Dear all,
I am a second-year Master’s student in ethology and cognition, currently doing an internship at the CNRS – Laboratory of Cognitive and Adaptive Neurosciences (UMR 7364), University of Strasbourg, France. I’m working on a project focusing on interspecific differences in exploratory behavior in two non-human primate species.
I would like to use a Bayesian multilevel model to evaluate the effects of several variables on subjects’ latencies to explore a novel stimulus, using the brms package.
Latency is the time (in seconds) it takes for an individual to approach and touch a novel stimulus. Non-responses are right-censored using cens(1 - insp_event), where 1 indicates the event occurred (exploration), and 0 indicates no event.
As I am completely new to Bayesian statistics and to brms, I would be extremely grateful for any advice you could provide to help me apply it appropriately to my data.
Here is my current model :
brm(data, latency | cens(1 – event) ~ var + var + var + (1 | random effect), family = lognormal(), chains = 4, cores = 4)
Ihave a few specific questions:
- Use of priors : Is it always necessary to define priors in the model? Should priors only reflect strong theoretical expectations, or should they be specified more generally for all parameters?
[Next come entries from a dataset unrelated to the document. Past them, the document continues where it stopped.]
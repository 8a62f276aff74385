//! Opaque continuation token encoding.

use base64::{engine::general_purpose::URL_SAFE_NO_PAD, Engine};

use super::{Cursor, CursorError};

pub fn encode(cursor: &Cursor) -> String {
    let bytes = serde_json::to_vec(cursor).expect("cursor serialization should not fail");
    URL_SAFE_NO_PAD.encode(bytes)
}

pub fn decode(token: &str) -> Result<Cursor, CursorError> {
    let bytes = URL_SAFE_NO_PAD
        .decode(token)
        .map_err(|e| CursorError::InvalidToken(e.to_string()))?;
    serde_json::from_slice(&bytes).map_err(|e| CursorError::Decode(e.to_string()))
}

#[cfg(test)]
mod tests {
    use super::*;
    use crate::cursor::Direction;
    use crate::resource::{Identity, Resource};
    use serde::{Deserialize, Serialize};

    #[derive(Clone, Debug, PartialEq, Serialize, Deserialize)]
    struct Entry {
        id: String,
        weight: f64,
    }

    impl Resource for Entry {
        const TYPE_NAME: &'static str = "entries";
        fn identity(&self) -> Identity {
            Identity::new().with("id", &self.id)
        }
    }

    #[test]
    fn round_trip() {
        let cursor = Cursor::new::<Entry>("weight", Direction::Descending)
            .with_filter("shelf", &"a")
            .with_since(&1.5)
            .with_page_size(10);

        let token = encode(&cursor);
        let back = decode(&token).unwrap();
        assert_eq!(back, cursor);
    }

    #[test]
    fn rejects_garbage() {
        assert!(matches!(
            decode("not!base64!"),
            Err(CursorError::InvalidToken(_))
        ));

        let bytes = URL_SAFE_NO_PAD.encode(b"{\"not\":\"a cursor\"}");
        assert!(matches!(decode(&bytes), Err(CursorError::Decode(_))));
    }

    #[test]
    fn token_is_opaque_text() {
        let cursor = Cursor::new::<Entry>("weight", Direction::Ascending);
        let token = encode(&cursor);
        assert!(!token.contains('='));
        assert!(token.chars().all(|c| c.is_ascii_alphanumeric() || c == '-' || c == '_'));
    }
}
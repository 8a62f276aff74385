//! Fingerprint cache and live artifacts.
//!
//! The cache maps a canonical request [`Fingerprint`] to one shared, live
//! artifact: a [`LiveCollection`] for a cursor query or a [`LiveResource`]
//! for a single-entity query. However many consumers ask for the same
//! fingerprint, there is at most one concurrent fetch and one logical bus
//! subscription behind it; artifacts are reference-counted and evicted the
//! moment the last handle is dropped. There is no background expiry.
//!
//! ## Architecture
//!
//! ```text
//! ┌─────────────────────────────────────────────────────────┐
//! │                 SyncSession (per instance)              │
//! │   collection() / resource() / create() / update() ...   │
//! └─────────────────────────────────────────────────────────┘
//!            │                                  │
//!            ▼                                  ▼
//! ┌─────────────────────┐          ┌──────────────────────────┐
//! │     CacheTable      │          │        ChangeBus         │
//! │ fingerprint → slot  │          │ type-filtered subscribers│
//! │ (in-flight | ready) │          │ total-order delivery     │
//! └─────────────────────┘          └──────────────────────────┘
//!            │                                  │
//!            └────────────┬─────────────────────┘
//!                         ▼
//!          ┌───────────────────────────────┐
//!          │  CollectionCore / ResourceCore│
//!          │  confirmed + visible state    │
//!          │  (visible = confirmed folded  │
//!          │   with pending optimistic)    │
//!          └───────────────────────────────┘
//! ```

mod fingerprint;
mod live;
mod table;

use std::fmt;
use std::sync::Arc;

use crate::bus::ChangeBus;
use crate::optimistic::OptimisticQueue;
use crate::transport::TransportError;

pub use fingerprint::Fingerprint;
pub use live::{LiveCollection, LiveResource, ObserverId};

pub(crate) use live::{CollectionCore, ResourceCore};
pub(crate) use table::{CacheTable, ErasedArtifact, JoinOutcome};

/// The shared mutable structures of one cache instance. Owned by the
/// session and mutated exclusively by the cache core; consumers only ever
/// go through the public contract.
pub(crate) struct CacheShared {
    pub bus: ChangeBus,
    pub table: CacheTable,
    pub queue: Arc<OptimisticQueue>,
}

impl CacheShared {
    pub fn new() -> Self {
        CacheShared {
            bus: ChangeBus::new(),
            table: CacheTable::new(),
            queue: Arc::new(OptimisticQueue::new()),
        }
    }
}

/// Error type for read-side subscriptions.
#[derive(Debug, Clone, PartialEq, Eq)]
pub enum FetchError {
    /// The resource does not exist on the server.
    NotFound,
    /// The transport failed; last known-good state (if any) stays presented.
    Transport(String),
    /// The fetch was cancelled because its last subscriber went away.
    Cancelled,
}

impl fmt::Display for FetchError {
    fn fmt(&self, f: &mut fmt::Formatter<'_>) -> fmt::Result {
        match self {
            FetchError::NotFound => write!(f, "resource not found"),
            FetchError::Transport(msg) => write!(f, "fetch transport failure: {}", msg),
            FetchError::Cancelled => write!(f, "fetch cancelled"),
        }
    }
}

impl std::error::Error for FetchError {}

impl From<TransportError> for FetchError {
    fn from(err: TransportError) -> Self {
        match err {
            TransportError::NotFound => FetchError::NotFound,
            TransportError::Failure(msg) => FetchError::Transport(msg),
        }
    }
}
- Model fit and interpretability : What are the key diagnostics or checks to assess whether the model fits our data well and whether the results are interpretable? Additionally, when inspecting the model output, we are currently focusing on Rhat and effective sample size (ESS). Is it sufficient to check that Rhat values are close to 1 and that ESS values are around or above 1000, or are there other thresholds or diagnostics we should pay close attention to?
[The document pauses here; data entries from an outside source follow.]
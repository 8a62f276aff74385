//! Versioned store - the write-side collaborator contract.
//!
//! The cache core never owns persistent state; it consumes an abstract
//! store whose mutations are guarded by a version attribute. Every call
//! that targets an existing resource carries the version the caller last
//! observed, and the store accepts the mutation only if the stored version
//! still matches - otherwise it fails with [`StoreError::VersionConflict`]
//! and the caller re-fetches and retries. The cache core's own job is to
//! surface that conflict to the optimistic mutation queue for rollback.
//!
//! ## Example
//!
//! ```ignore
//! use synced_rust::{InMemoryStore, VersionedStore};
//!
//! let store = InMemoryStore::new();
//! let stored = store.create(&task).await?;
//! let updated = store.replace(&edited, stored.version).await?;
//! ```

mod in_memory;

use async_trait::async_trait;
use std::fmt;

use crate::cursor::{Cursor, Page};
use crate::resource::{AttrMap, Identity, Resource};

pub use in_memory::InMemoryStore;

/// A resource paired with the store version that produced it.
#[derive(Debug, Clone, PartialEq)]
pub struct Versioned<T> {
    pub data: T,
    pub version: u64,
}

/// Error type for versioned store operations.
#[derive(Debug, Clone, PartialEq, Eq)]
pub enum StoreError {
    /// No resource exists for the identity.
    NotFound {
        resource_type: String,
        identity: String,
    },
    /// A resource already exists for the identity.
    AlreadyExists {
        resource_type: String,
        identity: String,
    },
    /// Optimistic concurrency conflict.
    VersionConflict {
        resource_type: String,
        identity: String,
        expected: u64,
        actual: u64,
    },
    /// Rejected by the external serializer; passed through opaquely.
    Validation(String),
    /// Storage-level error.
    Storage(String),
}

impl fmt::Display for StoreError {
    fn fmt(&self, f: &mut fmt::Formatter<'_>) -> fmt::Result {
        match self {
            StoreError::NotFound {
                resource_type,
                identity,
            } => write!(f, "resource not found: {}:{}", resource_type, identity),
            StoreError::AlreadyExists {
                resource_type,
                identity,
            } => write!(f, "resource already exists: {}:{}", resource_type, identity),
            StoreError::VersionConflict {
                resource_type,
                identity,
                expected,
                actual,
            } => write!(
                f,
                "version conflict on {}:{} (expected version {}, actual {})",
                resource_type, identity, expected, actual
            ),
            StoreError::Validation(msg) => write!(f, "validation failure: {}", msg),
            StoreError::Storage(msg) => write!(f, "storage error: {}", msg),
        }
    }
}

impl std::error::Error for StoreError {}

/// Abstract versioned CRUD + list storage, keyed by identity.
#[async_trait]
pub trait VersionedStore: Send + Sync {
    /// Fetch one resource by identity.
    async fn retrieve<R: Resource>(&self, identity: &Identity) -> Result<Versioned<R>, StoreError>;

    /// Insert a new resource. Fails with `AlreadyExists` if the identity is
    /// taken.
    async fn create<R: Resource>(&self, resource: &R) -> Result<Versioned<R>, StoreError>;

    /// Replace an existing resource wholesale, guarded by the caller's
    /// last-observed version.
    async fn replace<R: Resource>(
        &self,
        resource: &R,
        expected_version: u64,
    ) -> Result<Versioned<R>, StoreError>;

    /// Apply a partial attribute change to an existing resource, guarded by
    /// the caller's last-observed version.
    async fn update<R: Resource>(
        &self,
        identity: &Identity,
        partial: &AttrMap,
        expected_version: u64,
    ) -> Result<Versioned<R>, StoreError>;

    /// Delete an existing resource, guarded by the caller's last-observed
    /// version.
    async fn destroy<R: Resource>(
        &self,
        identity: &Identity,
        expected_version: u64,
    ) -> Result<(), StoreError>;

    /// Run a cursor query, returning one page and its continuation.
    async fn list<R: Resource>(&self, cursor: &Cursor) -> Result<Page<R>, StoreError>;
}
- Posterior predictive checks : When we run pp_check() to assess model fit visually, we observe a clear overrepresentation of very short latencies in the observed data compared to the model predictions. Is this problematic, and how should we interpret or address it?
Please find attached a pp_check plot showing the overrepresentation of very short latencies.
Additionally, some of our latency values are right-censored (when subjects did not explore the stimulus within the maximum observation time). I am still unsure how to properly account for this in the model, and how it might affect the interpretation of the results.
Any guidance or brief suggestions would be immensely appreciated, thank you very much for your time and for your help !
- Operating System: Windows 10
- brms Version: 2.22.0